**Material provided**

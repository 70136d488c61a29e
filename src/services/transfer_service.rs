//! Transfer service - Core business logic for card-to-card transfers.
//!
//! This service handles:
//! - Transfer validation against both cards' lifecycle and balances
//! - Atomic debit/credit with the transfer record
//! - Failure bookkeeping when an atomic commit cannot be applied
//! - Participant-scoped and administrative reads
//! - Administrative status overrides and cancellation
//!
//! # Atomicity Guarantees
//!
//! Validation never writes. Once validation passes, the debit, the credit
//! and the COMPLETED transfer row are written by one
//! `TransferStore::commit_transfer` call. If that call fails the transfer
//! is recorded as FAILED on its own and both balances stay as they were.

use chrono::{DateTime, NaiveDate, Utc};
use uuid::Uuid;

use crate::{
    error::{AppError, TransferRejection},
    models::{
        card::Card,
        currency::normalize_currency,
        page::{Page, PageRequest},
        transfer::{NewTransfer, Transfer, TransferRequest, TransferStatus},
    },
    services::{access, card_lifecycle},
    store::{Ledger, TransferFilter, TransferStore},
};

/// Longest description stored with a transfer.
pub const MAX_DESCRIPTION_LEN: usize = 255;

/// Business limits applied to every transfer.
#[derive(Debug, Clone, Copy, PartialEq, Eq)]
pub struct TransferPolicy {
    /// Largest single transfer in minor units
    pub max_amount: i64,
}

impl TransferPolicy {
    pub const DEFAULT_MAX_AMOUNT: i64 = 1_000_000;
}

impl Default for TransferPolicy {
    fn default() -> Self {
        Self {
            max_amount: Self::DEFAULT_MAX_AMOUNT,
        }
    }
}

/// Check a transfer between two resolved cards.
///
/// Rules run in a fixed order and the first failure is returned:
///
/// 1. source and destination differ
/// 2. source card is usable
/// 3. destination card is usable
/// 4. amount is positive
/// 5. source balance covers the amount
/// 6. amount is within the policy ceiling
/// 7. stated currency equals the source card's currency
/// 8. both cards hold the same currency
pub fn validate_transfer(
    from_card: &Card,
    to_card: &Card,
    amount: i64,
    currency: &str,
    policy: &TransferPolicy,
    today: NaiveDate,
) -> Result<(), TransferRejection> {
    if from_card.id == to_card.id {
        return Err(TransferRejection::SameCard);
    }

    if !card_lifecycle::is_usable(from_card, today) {
        return Err(TransferRejection::SourceCardInactive);
    }

    if !card_lifecycle::is_usable(to_card, today) {
        return Err(TransferRejection::DestinationCardInactive);
    }

    if amount <= 0 {
        return Err(TransferRejection::NonPositiveAmount);
    }

    if from_card.balance < amount {
        return Err(TransferRejection::InsufficientFunds);
    }

    if amount > policy.max_amount {
        return Err(TransferRejection::AmountExceedsLimit {
            limit: policy.max_amount,
        });
    }

    if from_card.currency != currency {
        return Err(TransferRejection::CurrencyMismatch {
            card: from_card.currency.clone(),
            requested: currency.to_string(),
        });
    }

    if from_card.currency != to_card.currency {
        return Err(TransferRejection::CrossCurrency {
            from: from_card.currency.clone(),
            to: to_card.currency.clone(),
        });
    }

    Ok(())
}

/// Execute a transfer on behalf of `requester_id`.
///
/// # Process
///
/// 1. Resolve the source card, scoped to the requester
/// 2. Resolve the destination card by id (any owner)
/// 3. Validate (see `validate_transfer`)
/// 4. Build the pending transfer
/// 5. Commit debit + credit + COMPLETED row atomically
/// 6. On commit failure, record the transfer as FAILED
///
/// # Errors
///
/// - `InvalidRequest`: description too long
/// - `CardNotFound`: source missing or not owned by requester, or destination missing
/// - `InvalidTransfer`: a validation rule failed; nothing was written
/// - `TransferFailed`: commit failed after validation; balances untouched
pub async fn execute_transfer<S: Ledger + ?Sized>(
    store: &S,
    policy: &TransferPolicy,
    requester_id: Uuid,
    request: TransferRequest,
    today: NaiveDate,
) -> Result<Transfer, AppError> {
    let description = request
        .description
        .map(|d| d.trim().to_string())
        .filter(|d| !d.is_empty());
    if description
        .as_ref()
        .is_some_and(|d| d.chars().count() > MAX_DESCRIPTION_LEN)
    {
        return Err(AppError::InvalidRequest(format!(
            "Description must be at most {MAX_DESCRIPTION_LEN} characters"
        )));
    }

    // "Doesn't exist" and "not yours" are the same answer
    let from_card = store
        .find_card_for_owner(request.from_card_id, requester_id)
        .await?
        .ok_or(AppError::CardNotFound)?;

    let to_card = store
        .find_card(request.to_card_id)
        .await?
        .ok_or(AppError::CardNotFound)?;

    let currency = normalize_currency(&request.currency).unwrap_or(request.currency);

    if let Err(rejection) = validate_transfer(
        &from_card,
        &to_card,
        request.amount,
        &currency,
        policy,
        today,
    ) {
        tracing::warn!(
            requester_id = %requester_id,
            from_card_id = %from_card.id,
            to_card_id = %to_card.id,
            amount = request.amount,
            reason = rejection.code(),
            "Transfer rejected"
        );
        return Err(rejection.into());
    }

    let pending = NewTransfer {
        from_card_id: from_card.id,
        to_card_id: to_card.id,
        amount: request.amount,
        currency,
        description,
    };

    match store.commit_transfer(pending.clone()).await {
        Ok(transfer) => {
            tracing::info!(
                transfer_id = %transfer.id,
                from_card_id = %transfer.from_card_id,
                to_card_id = %transfer.to_card_id,
                amount = transfer.amount,
                currency = %transfer.currency,
                "Transfer completed"
            );
            Ok(transfer)
        }
        Err(commit_error) => {
            tracing::error!(
                from_card_id = %pending.from_card_id,
                to_card_id = %pending.to_card_id,
                amount = pending.amount,
                error = %commit_error,
                "Transfer commit failed"
            );

            let transfer_id = match store.record_failed_transfer(pending).await {
                Ok(failed) => Some(failed.id),
                Err(record_error) => {
                    tracing::error!(error = %record_error, "Could not record failed transfer");
                    None
                }
            };

            Err(AppError::TransferFailed {
                transfer_id,
                reason: commit_error.to_string(),
            })
        }
    }
}

/// A transfer the requester participates in.
///
/// # Errors
///
/// - `TransferNotFound`: no such transfer, or the requester owns neither card
pub async fn get_transfer<S: Ledger + ?Sized>(
    store: &S,
    transfer_id: Uuid,
    requester_id: Uuid,
) -> Result<Transfer, AppError> {
    let transfer = store
        .find_transfer(transfer_id)
        .await?
        .ok_or(AppError::TransferNotFound)?;

    if !access::participates_in(store, requester_id, &transfer).await? {
        return Err(AppError::TransferNotFound);
    }

    Ok(transfer)
}

/// Transfers touching any of the user's cards.
pub async fn list_for_user<S: TransferStore + ?Sized>(
    store: &S,
    user_id: Uuid,
    page: PageRequest,
) -> Result<Page<Transfer>, AppError> {
    store
        .find_transfers(TransferFilter::Participant(user_id), page)
        .await
}

/// Transfers debiting the user's cards.
pub async fn list_outgoing_for_user<S: TransferStore + ?Sized>(
    store: &S,
    user_id: Uuid,
    page: PageRequest,
) -> Result<Page<Transfer>, AppError> {
    store
        .find_transfers(TransferFilter::Outgoing(user_id), page)
        .await
}

/// Transfers crediting the user's cards.
pub async fn list_incoming_for_user<S: TransferStore + ?Sized>(
    store: &S,
    user_id: Uuid,
    page: PageRequest,
) -> Result<Page<Transfer>, AppError> {
    store
        .find_transfers(TransferFilter::Incoming(user_id), page)
        .await
}

pub async fn list_all<S: TransferStore + ?Sized>(
    store: &S,
    page: PageRequest,
) -> Result<Page<Transfer>, AppError> {
    tracing::debug!("Fetching all transfers (admin)");
    store.find_transfers(TransferFilter::All, page).await
}

pub async fn list_by_status<S: TransferStore + ?Sized>(
    store: &S,
    status: TransferStatus,
    page: PageRequest,
) -> Result<Page<Transfer>, AppError> {
    store
        .find_transfers(TransferFilter::Status(status), page)
        .await
}

/// Transfers dated within `[start, end]`.
pub async fn list_by_period<S: TransferStore + ?Sized>(
    store: &S,
    start: DateTime<Utc>,
    end: DateTime<Utc>,
    page: PageRequest,
) -> Result<Page<Transfer>, AppError> {
    check_period(start, end)?;
    store
        .find_transfers(TransferFilter::Period { start, end }, page)
        .await
}

/// Total the user sent in COMPLETED transfers within `[start, end]`.
pub async fn sum_outgoing_for_period<S: TransferStore + ?Sized>(
    store: &S,
    user_id: Uuid,
    start: DateTime<Utc>,
    end: DateTime<Utc>,
) -> Result<i64, AppError> {
    check_period(start, end)?;
    store.sum_outgoing(user_id, start, end).await
}

fn check_period(start: DateTime<Utc>, end: DateTime<Utc>) -> Result<(), AppError> {
    if start > end {
        return Err(AppError::InvalidRequest(
            "Period start must not be after its end".to_string(),
        ));
    }
    Ok(())
}

/// Override a transfer's status (administrators).
///
/// Never moves money. A COMPLETED transfer cannot be changed, and no
/// transfer can be moved *into* COMPLETED this way; completion is only
/// reachable through `execute_transfer`.
///
/// # Errors
///
/// - `TransferNotFound`: no such transfer
/// - `InvalidTransition`: completed transfer, target COMPLETED, or the
///   status changed since it was read
pub async fn set_transfer_status<S: TransferStore + ?Sized>(
    store: &S,
    transfer_id: Uuid,
    status: TransferStatus,
) -> Result<Transfer, AppError> {
    let transfer = store
        .find_transfer(transfer_id)
        .await?
        .ok_or(AppError::TransferNotFound)?;

    if transfer.status == TransferStatus::Completed {
        return Err(AppError::InvalidTransition(
            "Cannot modify completed transfer".to_string(),
        ));
    }

    if status == TransferStatus::Completed {
        return Err(AppError::InvalidTransition(
            "Transfers can only be completed by executing them".to_string(),
        ));
    }

    let updated = store
        .update_transfer_status(transfer_id, transfer.status, status)
        .await?
        .ok_or_else(|| {
            AppError::InvalidTransition("Transfer status changed concurrently".to_string())
        })?;

    tracing::info!(
        transfer_id = %transfer_id,
        from = %transfer.status,
        to = %status,
        "Transfer status updated"
    );

    Ok(updated)
}

/// Cancel a PENDING transfer (administrators).
///
/// # Errors
///
/// - `TransferNotFound`: no such transfer
/// - `InvalidTransition`: the transfer is not PENDING
pub async fn cancel_transfer<S: TransferStore + ?Sized>(
    store: &S,
    transfer_id: Uuid,
) -> Result<Transfer, AppError> {
    let transfer = store
        .find_transfer(transfer_id)
        .await?
        .ok_or(AppError::TransferNotFound)?;

    if transfer.status != TransferStatus::Pending {
        return Err(AppError::InvalidTransition(
            "Only pending transfers can be cancelled".to_string(),
        ));
    }

    let cancelled = store
        .update_transfer_status(
            transfer_id,
            TransferStatus::Pending,
            TransferStatus::Cancelled,
        )
        .await?
        .ok_or_else(|| {
            AppError::InvalidTransition("Only pending transfers can be cancelled".to_string())
        })?;

    tracing::info!(transfer_id = %transfer_id, "Transfer cancelled");

    Ok(cancelled)
}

**Aim of the task**
Set down the lines of the listing word for word, from its first line through the line containing "and administrative reads". Both of those lines belong in the answer, and no others do.

**Result of the task**
repository 70136d488c61a29e
filename src/services/transfer_service.rs
//! Transfer service - Core business logic for card-to-card transfers.
//!
//! This service handles:
//! - Transfer validation against both cards' lifecycle and balances
//! - Atomic debit/credit with the transfer record
//! - Failure bookkeeping when an atomic commit cannot be applied
//! - Participant-scoped and administrative reads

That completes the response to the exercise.